With DVR factored, the episode was watched by 3.38 million viewers with a 1.3 on the 18-49 demo.

===Critical reviews===
"Mizumono" received universal acclaim from critics. Eric Goldman of IGN gave the episode a perfect "masterpiece" 10 out of 10 and wrote in his verdict: "The Hannibal: Season 2 finale didn't hold back in the slightest, wrapping up the season in a delightfully ghastly way that left all of our main characters – except for Hannibal himself, of course – in the worst circumstances possible, seemingly moments away from death. Completely blowing up the show's dynamic, 'Mizumono' left us with Hannibal getting away, joined by a shocking partner, as we ponder just how different this amazing series will be next year..."

Molly Eichel of The A.V. Club gave the episode an "A" and wrote, "The most amazing thing about 'Mizumono' — beyond its quality — is that it does not feel much like an episode of Hannibal, yet it is an entirely perfect cap to this season. It ups the dreamy qualities that have made the show so interesting from the beginning, but the biggest difference in 'Mizumono' is the pacing. There are quite a few things that have to happen before Hannibal can escape into the rain to what will be an inevitably truncated freedom. But the episode never feels rushed, or overstuffed. That aforementioned dreaminess has slowed proceedings down, giving the series a signature feel that is often punctuated with bouts of fast-paced action."

Alan Sepinwall of HitFix wrote, "Great show. Great season. So glad NBC's deal with Gaumont is keeping it around for more, and damn curious what the structure of the show will be with Hannibal as a fugitive, regardless of which FBI-adjacent characters make it out of his house alive." Mark Rozeman of Paste gave the episode a perfect 10 out of 10 and wrote, "'Mizumono' might just be the most perfect hour of television I'm likely to see all year. Walking around after the final image cut to black, I found myself feeling a strange, vacillating mixture of hardcore adrenaline and physical numbness. It's a feeling I've experienced only a handful of times in my life, each time indicating that I'd seen something that thoroughly blew me out of the water. 'Mizumono' finds everyone involved in the show at the top of their game and firing on all cylinders. It's an incendiary, bloody end to a profound season of television."

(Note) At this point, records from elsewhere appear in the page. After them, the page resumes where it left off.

//! Instrument analytics as composable metric stages.
//!
//! Each stage is a plain function `(InstrumentMetrics, &MarketData) -> InstrumentMetrics`
//! that fills in one more metric; [`compute_metrics`] folds a list of stages
//! over the base metrics of an instrument.

pub const TRADING_PERIODS_PER_YEAR: f64 = 252.0;

#[derive(Debug, Clone, PartialEq)]
pub struct Instrument {
    pub symbol: String,
    pub price: f64,
    pub issuer: String,
}

/// Price history a stage may read.
#[derive(Debug, Clone, Copy)]
pub struct MarketData<'a> {
    pub asset_prices: &'a [f64],
    pub market_prices: &'a [f64],
    pub periods_per_year: f64,
}

impl<'a> MarketData<'a> {
    pub fn new(asset_prices: &'a [f64], market_prices: &'a [f64]) -> Self {
        MarketData {
            asset_prices,
            market_prices,
            periods_per_year: TRADING_PERIODS_PER_YEAR,
        }
    }
}

#[derive(Debug, Clone, PartialEq)]
pub struct InstrumentMetrics {
    pub instrument: Instrument,
    pub volatility_ann: Option<f64>,
    pub beta: Option<f64>,
    pub max_drawdown: Option<f64>,
}

impl InstrumentMetrics {
    pub fn base(instrument: Instrument) -> Self {
        InstrumentMetrics {
            instrument,
            volatility_ann: None,
            beta: None,
            max_drawdown: None,
        }
    }
}

pub type MetricStage = fn(InstrumentMetrics, &MarketData<'_>) -> InstrumentMetrics;

pub fn compute_metrics(
    instrument: Instrument,
    data: &MarketData<'_>,
    stages: &[MetricStage],
) -> InstrumentMetrics {
    stages
        .iter()
        .fold(InstrumentMetrics::base(instrument), |metrics, stage| {
            stage(metrics, data)
        })
}

/// Annualized sample stddev of simple returns.
pub fn volatility_stage(metrics: InstrumentMetrics, data: &MarketData<'_>) -> InstrumentMetrics {
    let returns = simple_returns(data.asset_prices);
    let volatility_ann =
        sample_variance(&returns).map(|var| var.sqrt() * data.periods_per_year.sqrt());
    InstrumentMetrics {
        volatility_ann,
        ..metrics
    }
}

/// cov(asset, market) / var(market) over aligned simple returns.
pub fn beta_stage(metrics: InstrumentMetrics, data: &MarketData<'_>) -> InstrumentMetrics {
    let asset = simple_returns(data.asset_prices);
    let market = simple_returns(data.market_prices);
    let n = asset.len().min(market.len());
    let beta = if n < 2 {
        None
    } else {
        let asset = &asset[..n];
        let market = &market[..n];
        let mean_a = asset.iter().sum::<f64>() / n as f64;
        let mean_m = market.iter().sum::<f64>() / n as f64;
        let cov = asset
            .iter()
            .zip(market)
            .map(|(a, m)| (a - mean_a) * (m - mean_m))
            .sum::<f64>()
            / (n - 1) as f64;
        match sample_variance(market) {
            Some(var) if var != 0.0 => Some(cov / var),
            _ => None,
        }
    };
    InstrumentMetrics { beta, ..metrics }
}

/// Worst peak-to-trough move, as a non-positive fraction.
pub fn drawdown_stage(metrics: InstrumentMetrics, data: &MarketData<'_>) -> InstrumentMetrics {
    let max_drawdown = max_drawdown(data.asset_prices);
    InstrumentMetrics {
        max_drawdown,
        ..metrics
    }
}

fn simple_returns(prices: &[f64]) -> Vec<f64> {
    prices
        .windows(2)
        .map(|w| if w[0] != 0.0 { w[1] / w[0] - 1.0 } else { 0.0 })
        .collect()
}

fn sample_variance(values: &[f64]) -> Option<f64> {
    if values.len() < 2 {
        return None;
    }
    let n = values.len() as f64;
    let mean = values.iter().sum::<f64>() / n;
    Some(values.iter().map(|v| (v - mean).powi(2)).sum::<f64>() / (n - 1.0))
}

fn max_drawdown(prices: &[f64]) -> Option<f64> {
    let first = *prices.first()?;
    let mut peak = first;
    let mut worst = 0.0_f64;
    for &p in prices {
        if p > peak {
            peak = p;
        }
        if peak > 0.0 {
            worst = worst.min(p / peak - 1.0);
        }
    }
    Some(worst)
}

#[cfg(test)]
mod tests {
    use super::*;
    use approx::assert_relative_eq;

    fn wm() -> Instrument {
        Instrument {
            symbol: "WM".into(),
            price: 245.0,
            issuer: "Waste Management Inc.".into(),
        }
    }

    const ASSET: [f64; 8] = [214.0, 218.0, 210.0, 230.0, 231.0, 233.0, 230.0, 245.0];
    const MARKET: [f64; 8] = [100.0, 100.0, 101.0, 101.0, 102.0, 103.0, 104.0, 104.0];

    #[test]
    fn base_metrics_are_empty() {
        let m = InstrumentMetrics::base(wm());
        assert_eq!(m.instrument.symbol, "WM");
        assert!(m.volatility_ann.is_none());
        assert!(m.beta.is_none());
        assert!(m.max_drawdown.is_none());
    }

    #[test]
    fn no_stages_returns_base() {
        let data = MarketData::new(&ASSET, &MARKET);
        let m = compute_metrics(wm(), &data, &[]);
        assert_eq!(m, InstrumentMetrics::base(wm()));
    }

    #[test]
    fn volatility_annualizes_sample_stddev() {
        let prices = [100.0, 110.0, 99.0];
        let data = MarketData {
            asset_prices: &prices,
            market_prices: &[],
            periods_per_year: 12.0,
        };
        let m = volatility_stage(InstrumentMetrics::base(wm()), &data);
        // returns 0.1 and -0.1: sample stddev sqrt(0.02)
        let expected = 0.02_f64.sqrt() * 12.0_f64.sqrt();
        assert_relative_eq!(m.volatility_ann.unwrap(), expected, epsilon = 1e-12);
    }

    #[test]
    fn volatility_needs_two_returns() {
        let prices = [100.0, 110.0];
        let data = MarketData::new(&prices, &[]);
        let m = volatility_stage(InstrumentMetrics::base(wm()), &data);
        assert!(m.volatility_ann.is_none());
    }

    #[test]
    fn beta_of_asset_against_itself_is_one() {
        let data = MarketData::new(&ASSET, &ASSET);
        let m = beta_stage(InstrumentMetrics::base(wm()), &data);
        assert_relative_eq!(m.beta.unwrap(), 1.0, epsilon = 1e-12);
    }

    #[test]
    fn beta_of_flat_market_is_none() {
        let flat = [100.0; 8];
        let data = MarketData::new(&ASSET, &flat);
        let m = beta_stage(InstrumentMetrics::base(wm()), &data);
        assert!(m.beta.is_none());
    }

    #[test]
    fn drawdown_known_series() {
        let data = MarketData::new(&ASSET, &MARKET);
        let m = drawdown_stage(InstrumentMetrics::base(wm()), &data);
        // Worst dip: 218 -> 210.
        assert_relative_eq!(m.max_drawdown.unwrap(), 210.0 / 218.0 - 1.0, epsilon = 1e-12);
    }

    #[test]
    fn drawdown_of_rising_series_is_zero() {
        let prices = [1.0, 2.0, 3.0];
        let data = MarketData::new(&prices, &[]);
        let m = drawdown_stage(InstrumentMetrics::base(wm()), &data);
        assert_eq!(m.max_drawdown, Some(0.0));
    }

    #[test]
    fn drawdown_of_empty_series_is_none() {
        let data = MarketData::new(&[], &[]);
        let m = drawdown_stage(InstrumentMetrics::base(wm()), &data);
        assert!(m.max_drawdown.is_none());
    }

    #[test]
    fn stages_compose_in_order() {
        let data = MarketData::new(&ASSET, &MARKET);
        let stages: [MetricStage; 3] = [volatility_stage, beta_stage, drawdown_stage];
        let m = compute_metrics(wm(), &data, &stages);
        assert!(m.volatility_ann.unwrap() > 0.0);
        assert!(m.beta.is_some());
        assert!(m.max_drawdown.unwrap() < 0.0);
        assert_eq!(m.instrument, wm());
    }
}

Gerri Mahn of Den of Geek gave the episode a 4.5 star rating out of 5 and wrote, "Oh what a terrible, beautiful, episode. An episode full of revelations and freaking gorgeous cinematography. The chess game has come to an end and not only has Hannibal won, he decides it is time to clear the board." Nick McHatton of TV Fanatic gave the episode a perfect 5 star rating out of 5 and wrote, "There was a duality in place on 'Mizumono'. It played mostly on the relationship Will has with Hannibal and the FBI, but it was clearly true for Hannibal as well. As the river of red snaked its way through Hannibal's home at the end of the installment, the two sides to Hannibal and Will were crushed and salvageable." Emma Dibdin of Digital Spy wrote, "And so the second season comes full circle, concluding with a beautiful, terrible reconstruction of the pilot episode's climactic finale in the Hobbs kitchen."